Ann, this next question asks for the BSN to DNP Primary Concentration, “How many clinical hours per week will I need to do?”

Lauren Galvin: Great question.

That will actually depend up on which Primary Care concentration you’re looking at. All of our programs have the first clinical is called Advance Health Assessment. That one is a five-credit class over a 16-week period with 80 clinical hours as part of that. So that one’s pretty manageable at five, about an average of five hours a week.

After that it’s going to depend upon if you’re doing Family Nurse Practitioner, in that Primary Care area, or if you’re doing pediatrics or Adult-Gerontology Primary Care. So for the Family Primary Care Nurse Practitioner program, we would be looking at two semesters of a total of 215 hours, which is about an average of 14 hours a week. Then the last semester would be your Pediatrics in Women’s Health. That one’s a little bit higher at 235 hours over a 16-week semester. That’s about an average of 15 hours a week, if you average that out.

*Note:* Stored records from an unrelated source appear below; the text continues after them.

//! CLI configuration.
//!
//! `selunec run` accepts an optional TOML file tuning the collector and
//! bounding execution. Missing file or missing keys fall back to the
//! defaults below.
//!
//! ```toml
//! [gc]
//! pause = 200
//! stepmul = 200
//!
//! [run]
//! max-steps = 0   # 0 = unlimited
//! ```

use serde::Deserialize;
use std::path::Path;

#[derive(Debug, Clone, Deserialize, Default)]
#[serde(deny_unknown_fields)]
pub struct Config {
    #[serde(default)]
    pub gc: GcConfig,
    #[serde(default)]
    pub run: RunConfig,
}

#[derive(Debug, Clone, Deserialize)]
#[serde(deny_unknown_fields)]
pub struct GcConfig {
    #[serde(default = "default_pause")]
    pub pause: u32,
    #[serde(default = "default_stepmul")]
    pub stepmul: u32,
}

#[derive(Debug, Clone, Deserialize)]
#[serde(deny_unknown_fields)]
pub struct RunConfig {
    /// Instruction budget enforced through a count hook; 0 disables.
    #[serde(default, rename = "max-steps")]
    pub max_steps: u64,
}

fn default_pause() -> u32 {
    200
}

fn default_stepmul() -> u32 {
    200
}

impl Default for GcConfig {
    fn default() -> GcConfig {
        GcConfig { pause: default_pause(), stepmul: default_stepmul() }
    }
}

impl Default for RunConfig {
    fn default() -> RunConfig {
        RunConfig { max_steps: 0 }
    }
}

impl Config {
    pub fn load(path: &Path) -> Result<Config, String> {
        let text = std::fs::read_to_string(path)
            .map_err(|e| format!("cannot read config {}: {e}", path.display()))?;
        toml::from_str(&text).map_err(|e| format!("invalid config {}: {e}", path.display()))
    }
}

#[cfg(test)]
mod tests {
    use super::*;

    #[test]
    fn defaults_apply() {
        let c: Config = toml::from_str("").unwrap();
        assert_eq!(c.gc.pause, 200);
        assert_eq!(c.gc.stepmul, 200);
        assert_eq!(c.run.max_steps, 0);
    }

    #[test]
    fn partial_overrides() {
        let c: Config = toml::from_str("[gc]\npause = 150\n").unwrap();
        assert_eq!(c.gc.pause, 150);
        assert_eq!(c.gc.stepmul, 200);
    }

    #[test]
    fn unknown_keys_rejected() {
        assert!(toml::from_str::<Config>("[gc]\nspeed = 1\n").is_err());
    }
}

Now for the Primary Care Pediatric Program and the Adult-Gerontology Primary Care Program, and even the Adult Acute Program, those concentration-specific semesters are going to be 250 hours per semester, which is a 16-week long semester. Which is going to be about an average of 16 hours a week. And those semesters, you’ll also have your online didactic course that you’re taking alongside of that.

Lauren Galvin: Great. Thank you.

Dane, this next question is asking about some application specifics. So, “When do I have to complete a FAFSA form,” and two, the application essay requirement, can you just clarify?

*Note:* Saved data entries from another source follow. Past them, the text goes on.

//! Selune Runtime: register VM, garbage collector, and embedding API
//!
//! One `Runtime` is one interpreter instance: a garbage-collected heap
//! of tagged values, a register-based bytecode VM, stackful
//! coroutines, and a C-style operand-stack API for the host.
//!
//! Key design decisions:
//! - Values are `Copy` tagged enums; collectable payloads are
//!   generational indices into the heap, never pointers
//! - All stack references are indices, so stack growth never
//!   invalidates frames or upvalues
//! - Nonlocal transfer (errors, yields) is `Result` + `?`
//!
//! # Modules
//!
//! - `value`: tagged values and type queries
//! - `heap`: the slot heap with typed generational handles
//! - `lstr`: string interning and the API string cache
//! - `table`: hybrid array+hash tables
//! - `func`: prototypes, closures, shared upvalue cells
//! - `meta`: metamethod events and absence caching
//! - `ops`: arithmetic/comparison/concat/index with metamethods
//! - `gc`: incremental tri-color collection
//! - `state`: global state, threads, call frames
//! - `call`: call setup, protected calls, upvalue lifecycle
//! - `vm`: the dispatch loop
//! - `coroutine`: resume/yield with continuations
//! - `load`: chunk loading and dumping
//! - `api`: the host embedding surface
//! - `ldebug`: introspection, tracebacks, error messages
//! - `corelib`: the minimal embedded base library

pub mod api;
pub mod call;
pub mod coroutine;
pub mod corelib;
pub mod error;
pub mod func;
pub mod gc;
pub mod heap;
pub mod ldebug;
pub mod load;
pub mod lstr;
pub mod meta;
pub mod ops;
pub mod state;
pub mod table;
pub mod value;
pub mod vm;

pub use api::{GcOp, REGISTRY_INDEX, upvalue_index};
pub use coroutine::CoStatus;
pub use error::{Control, RtError, RtResult, Status};
pub use heap::{StrRef, TableRef, ThreadRef};
pub use state::{HookEvent, MASK_CALL, MASK_COUNT, MASK_LINE, MASK_RET, Runtime};
pub use value::{NativeFn, Type, Value};

use selune_core::limits::MULTRET;

impl Runtime {
    /// Convenience bootstrap: a runtime with the core library open.
    pub fn with_corelib() -> Box<Runtime> {
        let mut rt = Runtime::new();
        corelib::open_libs(&mut rt).expect("library registration cannot fail on a fresh state");
        rt
    }

    /// Load and run `source` protected, returning the produced values
    /// count or the error message.
    pub fn do_string(&mut self, source: &[u8], chunk_name: &str) -> Result<usize, String> {
        let base_top = self.get_top();
        let status = self.load_buffer(source, chunk_name.as_bytes(), "bt");
        if status != Status::Ok {
            let msg = self.to_rust_string(-1).unwrap_or_else(|| "unknown error".into());
            self.pop(1);
            return Err(msg);
        }
        let status = self.pcall(0, MULTRET, 0);
        if status != Status::Ok {
            let msg = self.to_rust_string(-1).unwrap_or_else(|| "unknown error".into());
            self.pop(1);
            return Err(msg);
        }
        Ok(self.get_top() - base_top)
    }
}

Robert Dane G.: Yeah, I think I understand the question and where it’s coming from.

First of all, FAFSA. What is FAFSA? FAFSA is Free Application for Student Assistance or Federal Student Aid. It is free, and it is a service that Maryville provides. The financial aid department will let you know individually what you’re eligible for. Do you have take FAFSA? Of course not. Some students opt not to take it, some want to take the whole thing, or they might do partial. That’s all worked out with the financial aid department.

I’m not licensed, myself, for financial aid. I’m an enrollment advisor. We do not, of course, promise financial aid to anyone. It all depends on your eligibility. But through the government, Free Application for Student Assistance or Aid, you are, may do that, and you would have a financial aid department to come into the department, you come into the picture to discuss financing. That’s usually a important piece of the puzzle, to make sure you’re a student, and to discuss affordability of the program. But by no means is it required.

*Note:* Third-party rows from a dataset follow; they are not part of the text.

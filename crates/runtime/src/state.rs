//! Global runtime state, threads, and call frames.
//!
//! One `Runtime` is one independent interpreter instance: the heap, the
//! string interner, the GC, the registry, per-type metatables, and the
//! main thread all live here. Threads (coroutines) are heap objects;
//! `current` names the one whose stack the API and the VM operate on.
//!
//! Because every reference into an operand stack is an index, growing a
//! stack never invalidates anything: frames, open upvalue cells, and
//! API slots all survive reallocation untouched.

use bitflags::bitflags;
use rand::RngCore;

use selune_core::limits::{
    ERROR_STACK_EXTRA, EXTRA_STACK, MAX_NATIVE_CALLS, MAX_STACK, MIN_STACK,
};

use crate::error::{Control, RtResult, Status};
use crate::func::{LClosure, NClosure, Proto, Userdata, UpvalRef};
use crate::gc::{self, GcState};
use crate::heap::{
    ClosureRef, GcHeader, GcObject, GcRef, Heap, NativeClosRef, ObjData, ProtoRef, StrRef,
    TableRef, ThreadRef, UdRef,
};
use crate::lstr::{self, StringTable};
use crate::meta::{TM_COUNT, Tm};
use crate::table::Table;
use crate::value::{NativeFn, NativeK, Type, Value};

bitflags! {
    /// Per-frame status bits.
    #[derive(Debug, Clone, Copy, PartialEq, Eq)]
    pub struct CallFlags: u8 {
        /// The frame entered the dispatch loop from native code; a
        /// RETURN here leaves the loop.
        const FRESH = 1 << 0;
        /// Yieldable protected call; resume may need to recover here.
        const YPCALL = 1 << 1;
        /// Frame was reused by a tail call.
        const TAIL = 1 << 2;
        /// `__le` is being simulated with an inverted `__lt`.
        const LEQ = 1 << 3;
        /// Frame is running a finalizer.
        const FIN = 1 << 4;
        /// Saved allow-hook bit for protected-call restore.
        const OAH = 1 << 5;
        /// A hook yielded at this instruction.
        const HOOKYIELD = 1 << 6;
    }
}

/// Payload distinguishing script frames from native frames.
#[derive(Debug, Clone)]
pub enum FrameKind {
    /// The sentinel frame at the bottom of every thread.
    Base,
    Lua {
        /// First register of the frame.
        base: usize,
        /// Index of the next instruction to execute.
        pc: usize,
    },
    Native {
        /// Continuation to call when resuming past this frame.
        k: Option<NativeK>,
        ctx: i64,
        /// `errfunc` active before a protected call through here.
        old_errfunc: usize,
    },
}

#[derive(Debug, Clone)]
pub struct CallInfo {
    /// Stack index of the callee.
    pub func: usize,
    /// Stack ceiling this frame may use.
    pub top: usize,
    pub nresults: i32,
    pub flags: CallFlags,
    /// Saved stack position for yieldable protected calls: where the
    /// protected function sat, so recovery can unwind to it.
    pub extra: usize,
    pub kind: FrameKind,
}

impl CallInfo {
    pub fn is_lua(&self) -> bool {
        matches!(self.kind, FrameKind::Lua { .. })
    }
}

Some students may opt to pay cash. How that would work is, you would pay classby-class, and usually you are paying an installment over the course of the class or classes each semester are you’re taking those. By no means would you pay for the entire tuition upfront. But if you’re paying cash, that’s done in kind of an installment basis.

Many students opt to do FAFSA, that is a service for you, and for those students who have financial questions.

The second part of your question, I think, was a little confusing regarding, there are not three essays required. Popularly, there’s three parts to the essay. The essay, ideally, is three pages, in length, one essay, and there is three parts, questions, specifically, that the Essay Tip Sheet will cover.

In APA formatting, you’ll have your introduction. The admission committee want to know your experience from your previous nursing coursework. So, describes specific educational-related experiences, influence that you’d had, impact, on … That would be the first section, or number one.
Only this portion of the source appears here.